The Smell of Mothballs |Paradise Lost | The Devil in Doyle |Up Close and Too Personal

The Smell of Mothballs

Worthless fuel pill: This was a great exposé about BioPerformance written by Rick Kennedy ("Running on Fumes," May 25). I was first exposed to this stuff in February by a business associate. He encouraged me to try it, but his emphasis was on the income potential, not how great the product was or that there was any reliable scientific data to back up the claims made about the effectiveness or safety of the product.

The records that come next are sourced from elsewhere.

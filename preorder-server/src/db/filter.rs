//! Dynamic WHERE-clause construction for order listing and reports.
//!
//! Filters arrive as loosely-typed query parameters and are compiled once
//! into a [`FilterClause`]: a list of SQL conditions plus typed bindings
//! that can be applied to any query over the `orders` table (aliased `o`).
//!
//! Item-level filters (product, variant) are expressed as an EXISTS
//! subquery against `order_items`, so they select whole orders that
//! contain at least one matching line. Listing totals and report sums
//! therefore always cover every line of a selected order, never just the
//! matching lines.

use chrono::NaiveDate;
use shared::models::OrderStatus;
use sqlx::{Sqlite, query::Query, query::QueryAs};

use crate::db::repository::{RepoError, RepoResult};

/// Raw order filters as received from the API layer
#[derive(Debug, Clone, Default)]
pub struct OrderFilters {
    pub status: Option<OrderStatus>,
    pub product_id: Option<i64>,
    pub variant_id: Option<i64>,
    /// Inclusive window start, `YYYY-MM-DD` (UTC)
    pub start_date: Option<String>,
    /// Inclusive window end, `YYYY-MM-DD` (UTC)
    pub end_date: Option<String>,
}

/// Typed binding slot for a compiled condition
#[derive(Debug, Clone)]
pub enum BindValue {
    Text(String),
    Integer(i64),
}

/// Compiled WHERE conditions with their bindings, in placeholder order
#[derive(Debug, Clone, Default)]
pub struct FilterClause {
    conditions: Vec<String>,
    bindings: Vec<BindValue>,
}

impl OrderFilters {
    /// Compile filters into SQL conditions over `orders o`.
    ///
    /// # Errors
    ///
    /// Returns [`RepoError::Validation`] for malformed dates.
    pub fn compile(&self) -> RepoResult<FilterClause> {
        let mut clause = FilterClause::default();

        if let Some(status) = self.status {
            clause.conditions.push("o.status = ?".into());
            clause.bindings.push(BindValue::Text(status.as_str().into()));
        }

        // Product and variant combine into one EXISTS subquery so both
        // constraints must hold on the same order line.
        if self.product_id.is_some() || self.variant_id.is_some() {
            let mut item_conditions = Vec::new();
            if let Some(product_id) = self.product_id {
                item_conditions.push("oi.product_id = ?");
                clause.bindings.push(BindValue::Integer(product_id));
            }
            if let Some(variant_id) = self.variant_id {
                item_conditions.push("oi.variant_id = ?");
                clause.bindings.push(BindValue::Integer(variant_id));
            }
            clause.conditions.push(format!(
                "EXISTS (SELECT 1 FROM order_items oi WHERE oi.order_id = o.id AND {})",
                item_conditions.join(" AND ")
            ));
        }

        if let Some(start) = &self.start_date {
            let millis = day_start_millis(start)?;
            clause.conditions.push("o.created_at >= ?".into());
            clause.bindings.push(BindValue::Integer(millis));
        }

        if let Some(end) = &self.end_date {
            let millis = day_end_millis(end)?;
            clause.conditions.push("o.created_at <= ?".into());
            clause.bindings.push(BindValue::Integer(millis));
        }

        Ok(clause)
    }
}

impl FilterClause {
    /// Build the WHERE clause (empty string if no conditions)
    pub fn where_clause(&self) -> String {
        if self.conditions.is_empty() {
            String::new()
        } else {
            format!(" WHERE {}", self.conditions.join(" AND "))
        }
    }

    /// Apply bindings to a SQLx query
    pub fn bind_query<'a, 'b>(
        &'b self,
        mut query: Query<'a, Sqlite, <Sqlite as sqlx::Database>::Arguments<'a>>,
    ) -> Query<'a, Sqlite, <Sqlite as sqlx::Database>::Arguments<'a>>
    where
        'b: 'a,
    {
        for binding in &self.bindings {
            query = match binding {
                BindValue::Text(s) => query.bind(s),
                BindValue::Integer(i) => query.bind(*i),
            };
        }
        query
    }

    /// Apply bindings to a SQLx query_as
    pub fn bind_query_as<'a, 'b, O>(
        &'b self,
        mut query: QueryAs<'a, Sqlite, O, <Sqlite as sqlx::Database>::Arguments<'a>>,
    ) -> QueryAs<'a, Sqlite, O, <Sqlite as sqlx::Database>::Arguments<'a>>
    where
        O: Send + Unpin,
        'b: 'a,
    {
        for binding in &self.bindings {
            query = match binding {
                BindValue::Text(s) => query.bind(s),
                BindValue::Integer(i) => query.bind(*i),
            };
        }
        query
    }
}

fn parse_date(value: &str) -> RepoResult<NaiveDate> {
    NaiveDate::parse_from_str(value, "%Y-%m-%d")
        .map_err(|_| RepoError::Validation(format!("Invalid date (expected YYYY-MM-DD): {value}")))
}

/// 00:00:00.000 UTC of the given day, as epoch millis
pub fn day_start_millis(value: &str) -> RepoResult<i64> {
    let date = parse_date(value)?;
    let dt = date
        .and_hms_opt(0, 0, 0)
        .ok_or_else(|| RepoError::Validation(format!("Invalid date: {value}")))?;
    Ok(dt.and_utc().timestamp_millis())
}

/// 23:59:59.999 UTC of the given day, as epoch millis
pub fn day_end_millis(value: &str) -> RepoResult<i64> {
    let date = parse_date(value)?;
    let dt = date
        .and_hms_milli_opt(23, 59, 59, 999)
        .ok_or_else(|| RepoError::Validation(format!("Invalid date: {value}")))?;
    Ok(dt.and_utc().timestamp_millis())
}

#[cfg(test)]
mod tests {
    use super::*;

    #[test]
    fn empty_filters_compile_to_no_clause() {
        let clause = OrderFilters::default().compile().unwrap();
        assert_eq!(clause.where_clause(), "");
    }

    #[test]
    fn status_filter() {
        let filters = OrderFilters {
            status: Some(OrderStatus::Confirmed),
            ..Default::default()
        };
        let clause = filters.compile().unwrap();
        assert_eq!(clause.where_clause(), " WHERE o.status = ?");
    }

    #[test]
    fn product_and_variant_share_one_exists() {
        let filters = OrderFilters {
            product_id: Some(1),
            variant_id: Some(2),
            ..Default::default()
        };
        let clause = filters.compile().unwrap();
        assert_eq!(
            clause.where_clause(),
            " WHERE EXISTS (SELECT 1 FROM order_items oi \
             WHERE oi.order_id = o.id AND oi.product_id = ? AND oi.variant_id = ?)"
        );
    }

    #[test]
    fn date_window_is_inclusive() {
        let filters = OrderFilters {
            start_date: Some("2025-01-01".into()),
            end_date: Some("2025-01-01".into()),
            ..Default::default()
        };
        let clause = filters.compile().unwrap();
        assert_eq!(
            clause.where_clause(),
            " WHERE o.created_at >= ? AND o.created_at <= ?"
        );
        // 2025-01-01 spans exactly one day minus one millisecond
        let start = day_start_millis("2025-01-01").unwrap();
        let end = day_end_millis("2025-01-01").unwrap();
        assert_eq!(end - start, 86_400_000 - 1);
    }

    #[test]
    fn malformed_date_is_rejected() {
        assert!(day_start_millis("01/01/2025").is_err());
        assert!(day_start_millis("2025-13-01").is_err());
        assert!(day_end_millis("").is_err());
    }
}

I really feel for those folks that bought into this pyramid scheme, caught up in the promise of limitless income under the guise of helping your neighbor while saving the environment and reducing dependence on foreign oil. Oh, and don't forget, the evil oil companies will try to shut us down as the media paints a negative picture about "our" company (you can see the psychology at work here).

Andy Sterling

Austin

Paradise Lost

The good life: I used to live in Timbercreek in the '70s ("Looters," by Jim Schutze, May 18). I loved the setting along the natural streams. I would have been very sad if they had kicked me out so they could tear down paradise and put up a parking lot. My prayers go out to the families who will be displaced.

John Palmer

Jackson, Mississippi

Redeemed: Another great article, Jim. Thanks. By the way, I'm the guy who took you to task for your defense of Mary Mapes' shoddy journalism. I did that because I respect the work you do and that brief lapse in judgment really disappointed me. The situation you describe in "Looters" was the sort of thing single-member districts was supposed to stop. Remember that? I guess now it's just cheaper to buy off council members as you need them rather than buying the whole group, as was necessary under the at-large system. Keep up the good work!

Ron Bridges

Fort Worth

The Devil in Doyle

Crazy stuff: You rock! I was absolutely blown away by the Doyle Davidson article ("The Devil and Doyle Davidson," by Glenna Whitley, May 18). People need to be made aware of all the crazy stuff that goes on behind the doors of some of these churches. That was an important story--thank you.

Randy Reeves

Dallas

Control freak: Concerning Doyle Davidson, suffice to say that those of his ilk are self-serving, ego-driven control freaks who pretty much destroy anyone's life that they come into contact with. It doesn't take much discernment to realize that he is as much in need of psychological treatment as some of his followers. How tragic for the families that have submitted their lives to his mind-control cult.

Keith A. Brown

Dallas

Feet to the fire: Thank you for covering this story. It's about time someone exposes this man. I've watched this situation for several years, knowing that something horrible would eventually happen. The entire congregation looks like they have been turned into zombies. He does NOT represent the true Christian faith. Doyle's "ministry" has very little to do with authentic Christianity. You do have a wonderful example in your city, though. Chuck Swindoll is an incredible representation of Jesus Christ.

Please don't let up on Doyle. Keep his feet to the fire. It would be horrible to see more tragedy come from the situation. Thank you.

Denise Funk

Okmulgee, Oklahoma

Plain old woman-hater: It is amazing that an egotistical, misogynist man like Mr. Davidson can have so much power over other people's thoughts and beliefs. I would love to have the chance to allow my inner demon to spit in his face. I'm sure that other people who are not so weak-minded as to believe this raving lunatic feel the same way. After reading this article, I feel my head rotating and spinning around in disgust. Perhaps my inner demon will hurl some pea-green soup all over his expensive suit. Now that would give him something to preach about!

Lynn Covington

Dallas

Pity the children: Thank you for your research on this. At the end of reading it, one can only worry for the two surviving daughters and wonder why the husband and the minister still run free.

Lorlee Bartos

Dallas

Up Close and Too Personal

Mean to Manders: Why attack a good and decent man like Mark David Manders? ("Mind Over Manders," by Rob Patterson, May 18). The song may have been in bad taste, but that does not give you the right to associate him with the word douchebag--gimme a break. While the song was a satire of the trends within pop culture, your attack was far more personal. I am sure there are a number of people who see things in the same light as yourself, and therefore that opinion should be voiced. Just wanted to let you guys know that not everyone out there takes these things so seriously and are able to see humor in the sarcasm. He's not even gonna release it commercially, and those that want to hear it have to seek it out.